--- RECORDS TO PROCESS ---
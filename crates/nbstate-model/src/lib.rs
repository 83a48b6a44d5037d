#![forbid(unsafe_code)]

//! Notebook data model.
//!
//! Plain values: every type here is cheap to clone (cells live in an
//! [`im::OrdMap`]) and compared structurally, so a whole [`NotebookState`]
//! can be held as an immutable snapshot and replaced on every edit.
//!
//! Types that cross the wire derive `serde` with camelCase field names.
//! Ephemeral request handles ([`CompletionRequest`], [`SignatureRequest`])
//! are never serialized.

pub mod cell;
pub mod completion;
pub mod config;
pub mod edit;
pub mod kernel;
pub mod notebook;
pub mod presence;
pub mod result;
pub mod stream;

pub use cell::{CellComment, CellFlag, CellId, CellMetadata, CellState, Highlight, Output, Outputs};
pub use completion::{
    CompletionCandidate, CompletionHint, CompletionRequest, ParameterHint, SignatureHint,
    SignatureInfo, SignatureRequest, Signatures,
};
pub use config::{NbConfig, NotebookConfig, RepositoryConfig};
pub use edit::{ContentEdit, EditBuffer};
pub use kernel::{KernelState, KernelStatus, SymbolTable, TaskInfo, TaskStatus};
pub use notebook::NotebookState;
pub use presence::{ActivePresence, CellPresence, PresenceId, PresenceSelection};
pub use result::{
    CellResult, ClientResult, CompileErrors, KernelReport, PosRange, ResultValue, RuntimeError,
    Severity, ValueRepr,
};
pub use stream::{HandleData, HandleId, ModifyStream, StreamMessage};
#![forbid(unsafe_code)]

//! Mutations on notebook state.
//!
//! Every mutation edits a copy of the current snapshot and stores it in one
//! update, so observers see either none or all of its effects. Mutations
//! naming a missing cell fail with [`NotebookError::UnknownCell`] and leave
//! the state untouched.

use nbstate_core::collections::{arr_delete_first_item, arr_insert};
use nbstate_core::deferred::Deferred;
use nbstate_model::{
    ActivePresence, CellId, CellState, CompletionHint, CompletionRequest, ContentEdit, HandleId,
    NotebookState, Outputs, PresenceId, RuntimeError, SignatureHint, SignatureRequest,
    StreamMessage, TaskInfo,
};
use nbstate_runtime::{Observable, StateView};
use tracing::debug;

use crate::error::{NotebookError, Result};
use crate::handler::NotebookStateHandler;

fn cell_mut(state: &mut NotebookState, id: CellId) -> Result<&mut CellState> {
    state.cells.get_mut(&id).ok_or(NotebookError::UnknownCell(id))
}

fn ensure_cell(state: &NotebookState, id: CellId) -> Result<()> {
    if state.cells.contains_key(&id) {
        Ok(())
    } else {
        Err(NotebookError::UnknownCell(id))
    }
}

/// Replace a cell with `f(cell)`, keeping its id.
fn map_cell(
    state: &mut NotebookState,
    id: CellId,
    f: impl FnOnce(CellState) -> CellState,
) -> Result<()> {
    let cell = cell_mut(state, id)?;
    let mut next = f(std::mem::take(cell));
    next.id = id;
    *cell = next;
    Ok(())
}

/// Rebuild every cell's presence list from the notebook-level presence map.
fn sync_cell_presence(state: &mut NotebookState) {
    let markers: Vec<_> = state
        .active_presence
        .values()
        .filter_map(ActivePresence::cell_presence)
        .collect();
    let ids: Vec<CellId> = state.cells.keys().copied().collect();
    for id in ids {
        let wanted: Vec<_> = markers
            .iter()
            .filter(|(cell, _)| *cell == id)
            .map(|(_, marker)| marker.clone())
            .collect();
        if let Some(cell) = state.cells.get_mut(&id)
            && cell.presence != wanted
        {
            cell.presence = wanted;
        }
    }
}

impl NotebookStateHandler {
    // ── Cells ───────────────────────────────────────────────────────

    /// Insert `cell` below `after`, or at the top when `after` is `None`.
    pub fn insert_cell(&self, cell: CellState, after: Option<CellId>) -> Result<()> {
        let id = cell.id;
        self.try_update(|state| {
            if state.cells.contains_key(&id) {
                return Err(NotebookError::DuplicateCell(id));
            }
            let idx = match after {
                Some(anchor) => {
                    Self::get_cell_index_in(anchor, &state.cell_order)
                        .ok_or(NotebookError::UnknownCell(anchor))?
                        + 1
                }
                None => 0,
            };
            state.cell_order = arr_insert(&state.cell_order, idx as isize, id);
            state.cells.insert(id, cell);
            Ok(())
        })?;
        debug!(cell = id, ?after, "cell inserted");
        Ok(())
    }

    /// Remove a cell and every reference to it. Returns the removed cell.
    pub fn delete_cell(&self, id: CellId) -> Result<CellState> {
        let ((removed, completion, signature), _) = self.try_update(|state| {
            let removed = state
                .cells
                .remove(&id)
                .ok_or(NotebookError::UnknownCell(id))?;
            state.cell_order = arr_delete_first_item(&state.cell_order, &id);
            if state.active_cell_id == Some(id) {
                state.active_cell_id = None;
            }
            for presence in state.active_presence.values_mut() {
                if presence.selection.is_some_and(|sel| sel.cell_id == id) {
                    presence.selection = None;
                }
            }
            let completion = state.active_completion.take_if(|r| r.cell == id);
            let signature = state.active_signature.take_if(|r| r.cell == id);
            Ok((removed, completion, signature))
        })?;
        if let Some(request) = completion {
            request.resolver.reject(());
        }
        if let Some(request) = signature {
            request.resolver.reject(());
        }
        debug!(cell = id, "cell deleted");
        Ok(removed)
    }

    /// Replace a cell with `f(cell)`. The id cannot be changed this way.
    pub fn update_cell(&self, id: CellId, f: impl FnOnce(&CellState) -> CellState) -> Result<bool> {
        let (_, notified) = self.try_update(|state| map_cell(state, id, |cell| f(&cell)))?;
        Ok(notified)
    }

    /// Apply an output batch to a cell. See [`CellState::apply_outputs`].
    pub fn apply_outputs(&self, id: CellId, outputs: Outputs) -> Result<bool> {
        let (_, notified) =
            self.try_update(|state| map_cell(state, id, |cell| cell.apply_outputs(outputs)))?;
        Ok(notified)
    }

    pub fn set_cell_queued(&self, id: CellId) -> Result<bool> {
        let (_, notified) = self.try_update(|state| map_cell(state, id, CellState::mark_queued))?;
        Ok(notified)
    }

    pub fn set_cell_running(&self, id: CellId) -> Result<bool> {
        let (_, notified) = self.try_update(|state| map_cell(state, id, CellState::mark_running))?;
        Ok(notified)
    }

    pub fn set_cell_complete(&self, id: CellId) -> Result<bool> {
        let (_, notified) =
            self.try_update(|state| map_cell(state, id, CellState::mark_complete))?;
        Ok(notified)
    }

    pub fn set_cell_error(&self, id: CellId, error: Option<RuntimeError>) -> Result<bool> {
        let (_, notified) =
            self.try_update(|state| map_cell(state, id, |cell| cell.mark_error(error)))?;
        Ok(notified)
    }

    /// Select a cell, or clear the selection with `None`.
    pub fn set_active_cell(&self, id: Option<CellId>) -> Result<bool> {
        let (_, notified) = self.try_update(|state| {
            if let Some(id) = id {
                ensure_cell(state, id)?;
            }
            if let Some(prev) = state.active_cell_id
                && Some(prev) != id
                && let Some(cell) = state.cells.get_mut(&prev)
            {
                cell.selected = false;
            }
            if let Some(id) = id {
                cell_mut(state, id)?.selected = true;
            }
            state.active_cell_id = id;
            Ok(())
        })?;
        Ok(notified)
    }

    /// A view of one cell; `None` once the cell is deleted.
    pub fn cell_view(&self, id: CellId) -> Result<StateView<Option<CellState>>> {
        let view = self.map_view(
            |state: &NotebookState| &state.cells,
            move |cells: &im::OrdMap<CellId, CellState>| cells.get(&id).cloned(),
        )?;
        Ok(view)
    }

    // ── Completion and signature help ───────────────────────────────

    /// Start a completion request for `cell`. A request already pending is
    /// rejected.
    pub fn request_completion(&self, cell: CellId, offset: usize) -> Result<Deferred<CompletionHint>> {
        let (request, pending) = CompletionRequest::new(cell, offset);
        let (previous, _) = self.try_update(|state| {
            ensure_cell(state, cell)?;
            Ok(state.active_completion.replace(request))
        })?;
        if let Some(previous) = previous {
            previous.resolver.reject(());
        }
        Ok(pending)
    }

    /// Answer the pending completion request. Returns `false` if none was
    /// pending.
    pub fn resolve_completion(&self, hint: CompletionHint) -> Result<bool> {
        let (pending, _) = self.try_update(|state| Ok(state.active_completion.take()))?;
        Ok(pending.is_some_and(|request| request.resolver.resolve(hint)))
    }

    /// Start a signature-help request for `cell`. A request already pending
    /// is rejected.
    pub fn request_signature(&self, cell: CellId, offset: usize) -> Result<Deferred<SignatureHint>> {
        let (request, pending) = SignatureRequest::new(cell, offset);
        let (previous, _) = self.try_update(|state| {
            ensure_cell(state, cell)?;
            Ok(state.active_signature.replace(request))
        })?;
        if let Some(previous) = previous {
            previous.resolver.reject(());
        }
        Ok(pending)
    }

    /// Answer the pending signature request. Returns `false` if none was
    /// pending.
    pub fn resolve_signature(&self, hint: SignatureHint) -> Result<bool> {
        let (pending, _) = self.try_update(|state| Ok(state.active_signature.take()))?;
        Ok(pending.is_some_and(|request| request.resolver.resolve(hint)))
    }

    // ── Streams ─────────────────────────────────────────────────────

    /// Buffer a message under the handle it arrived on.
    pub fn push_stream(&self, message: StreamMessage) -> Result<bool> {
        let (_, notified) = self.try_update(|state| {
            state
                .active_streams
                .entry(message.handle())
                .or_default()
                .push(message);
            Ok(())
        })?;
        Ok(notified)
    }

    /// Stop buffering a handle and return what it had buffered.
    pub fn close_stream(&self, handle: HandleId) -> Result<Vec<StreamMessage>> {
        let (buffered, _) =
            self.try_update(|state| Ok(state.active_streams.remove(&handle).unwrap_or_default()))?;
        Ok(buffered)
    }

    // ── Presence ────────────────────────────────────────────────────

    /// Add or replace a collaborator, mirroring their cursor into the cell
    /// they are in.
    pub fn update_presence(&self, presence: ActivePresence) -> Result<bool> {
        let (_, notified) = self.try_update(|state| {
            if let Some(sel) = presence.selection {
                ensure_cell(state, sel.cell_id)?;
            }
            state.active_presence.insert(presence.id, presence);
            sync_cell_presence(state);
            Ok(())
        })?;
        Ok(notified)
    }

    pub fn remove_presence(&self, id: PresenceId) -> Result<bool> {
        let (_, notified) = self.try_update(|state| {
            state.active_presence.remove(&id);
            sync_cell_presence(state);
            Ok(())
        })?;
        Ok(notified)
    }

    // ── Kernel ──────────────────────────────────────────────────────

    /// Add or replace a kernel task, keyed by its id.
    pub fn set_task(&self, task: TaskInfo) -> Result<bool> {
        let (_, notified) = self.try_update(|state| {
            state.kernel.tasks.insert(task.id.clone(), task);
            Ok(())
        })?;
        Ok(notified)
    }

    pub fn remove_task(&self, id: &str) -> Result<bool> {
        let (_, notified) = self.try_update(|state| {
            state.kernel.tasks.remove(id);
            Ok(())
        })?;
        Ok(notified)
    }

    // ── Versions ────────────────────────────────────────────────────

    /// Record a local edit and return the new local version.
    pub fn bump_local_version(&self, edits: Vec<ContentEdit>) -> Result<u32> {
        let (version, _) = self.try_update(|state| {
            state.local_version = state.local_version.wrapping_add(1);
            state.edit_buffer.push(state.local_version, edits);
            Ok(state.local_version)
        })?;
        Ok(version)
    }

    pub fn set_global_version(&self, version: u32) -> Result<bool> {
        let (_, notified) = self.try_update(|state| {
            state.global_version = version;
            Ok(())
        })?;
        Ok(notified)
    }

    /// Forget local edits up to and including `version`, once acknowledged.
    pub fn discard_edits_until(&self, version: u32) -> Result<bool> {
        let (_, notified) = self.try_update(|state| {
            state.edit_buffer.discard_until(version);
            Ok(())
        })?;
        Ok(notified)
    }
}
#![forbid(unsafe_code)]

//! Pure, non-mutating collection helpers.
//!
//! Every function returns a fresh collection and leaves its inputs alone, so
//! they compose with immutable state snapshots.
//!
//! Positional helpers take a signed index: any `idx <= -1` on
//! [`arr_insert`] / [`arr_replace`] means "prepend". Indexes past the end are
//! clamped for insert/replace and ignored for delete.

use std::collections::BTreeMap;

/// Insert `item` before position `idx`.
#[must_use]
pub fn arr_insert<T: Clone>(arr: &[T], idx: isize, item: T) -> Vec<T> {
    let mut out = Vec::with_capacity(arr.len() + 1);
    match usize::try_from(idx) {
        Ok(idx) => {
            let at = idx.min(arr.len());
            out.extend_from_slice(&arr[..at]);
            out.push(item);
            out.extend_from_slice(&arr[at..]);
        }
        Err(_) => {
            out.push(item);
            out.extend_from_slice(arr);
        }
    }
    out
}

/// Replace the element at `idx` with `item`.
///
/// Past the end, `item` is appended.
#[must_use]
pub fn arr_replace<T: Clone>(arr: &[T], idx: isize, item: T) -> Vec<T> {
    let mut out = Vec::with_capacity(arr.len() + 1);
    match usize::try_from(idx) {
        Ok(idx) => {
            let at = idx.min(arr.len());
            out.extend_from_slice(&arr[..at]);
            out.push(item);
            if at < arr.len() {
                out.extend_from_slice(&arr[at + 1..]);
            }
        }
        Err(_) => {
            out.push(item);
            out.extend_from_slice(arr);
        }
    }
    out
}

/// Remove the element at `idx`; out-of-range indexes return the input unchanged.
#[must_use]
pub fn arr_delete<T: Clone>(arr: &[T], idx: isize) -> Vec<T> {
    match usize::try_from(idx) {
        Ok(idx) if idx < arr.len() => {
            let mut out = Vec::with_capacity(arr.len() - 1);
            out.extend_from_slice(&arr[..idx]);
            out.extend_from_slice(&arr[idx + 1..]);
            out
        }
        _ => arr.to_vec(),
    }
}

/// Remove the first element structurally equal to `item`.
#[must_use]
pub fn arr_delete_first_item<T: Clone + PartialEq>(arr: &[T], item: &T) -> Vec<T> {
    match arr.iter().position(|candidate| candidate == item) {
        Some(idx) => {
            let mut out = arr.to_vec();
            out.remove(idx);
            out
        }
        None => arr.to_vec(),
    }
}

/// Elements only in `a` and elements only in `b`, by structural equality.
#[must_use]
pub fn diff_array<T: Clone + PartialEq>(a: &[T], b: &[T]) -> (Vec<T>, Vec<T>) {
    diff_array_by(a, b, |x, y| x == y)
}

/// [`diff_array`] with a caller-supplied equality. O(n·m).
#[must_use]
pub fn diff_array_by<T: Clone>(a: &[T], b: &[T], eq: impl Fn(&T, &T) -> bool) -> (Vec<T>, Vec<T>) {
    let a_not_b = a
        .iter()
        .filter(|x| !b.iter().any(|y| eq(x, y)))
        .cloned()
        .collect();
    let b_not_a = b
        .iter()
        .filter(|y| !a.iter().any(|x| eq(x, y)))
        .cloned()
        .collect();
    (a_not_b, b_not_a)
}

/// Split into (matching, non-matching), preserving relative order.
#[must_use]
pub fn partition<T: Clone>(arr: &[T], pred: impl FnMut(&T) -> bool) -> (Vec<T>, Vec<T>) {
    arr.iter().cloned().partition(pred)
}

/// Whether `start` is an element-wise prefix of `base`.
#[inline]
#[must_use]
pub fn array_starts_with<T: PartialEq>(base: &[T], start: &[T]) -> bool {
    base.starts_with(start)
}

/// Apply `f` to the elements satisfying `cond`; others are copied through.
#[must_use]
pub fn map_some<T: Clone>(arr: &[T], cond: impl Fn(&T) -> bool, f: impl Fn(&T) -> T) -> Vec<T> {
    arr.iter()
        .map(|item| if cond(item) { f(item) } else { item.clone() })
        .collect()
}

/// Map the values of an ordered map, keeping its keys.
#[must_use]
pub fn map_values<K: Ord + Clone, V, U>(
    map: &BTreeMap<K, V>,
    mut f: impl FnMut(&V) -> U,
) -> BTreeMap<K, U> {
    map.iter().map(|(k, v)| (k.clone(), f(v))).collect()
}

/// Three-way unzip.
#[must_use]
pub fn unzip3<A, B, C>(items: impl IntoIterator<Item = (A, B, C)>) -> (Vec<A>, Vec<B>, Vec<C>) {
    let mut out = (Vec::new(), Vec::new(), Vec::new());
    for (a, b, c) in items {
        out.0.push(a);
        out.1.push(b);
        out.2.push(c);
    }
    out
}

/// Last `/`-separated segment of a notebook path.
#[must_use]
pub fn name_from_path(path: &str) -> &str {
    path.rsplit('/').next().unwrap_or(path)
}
---
If a line in the entries contains "SignatureRequest", copy it.

//! Ephemeral request handles ([`CompletionRequest`], [`SignatureRequest`])
    SignatureInfo, SignatureRequest, Signatures,
    NotebookState, Outputs, PresenceId, RuntimeError, SignatureHint, SignatureRequest,
        let (request, pending) = SignatureRequest::new(cell, offset);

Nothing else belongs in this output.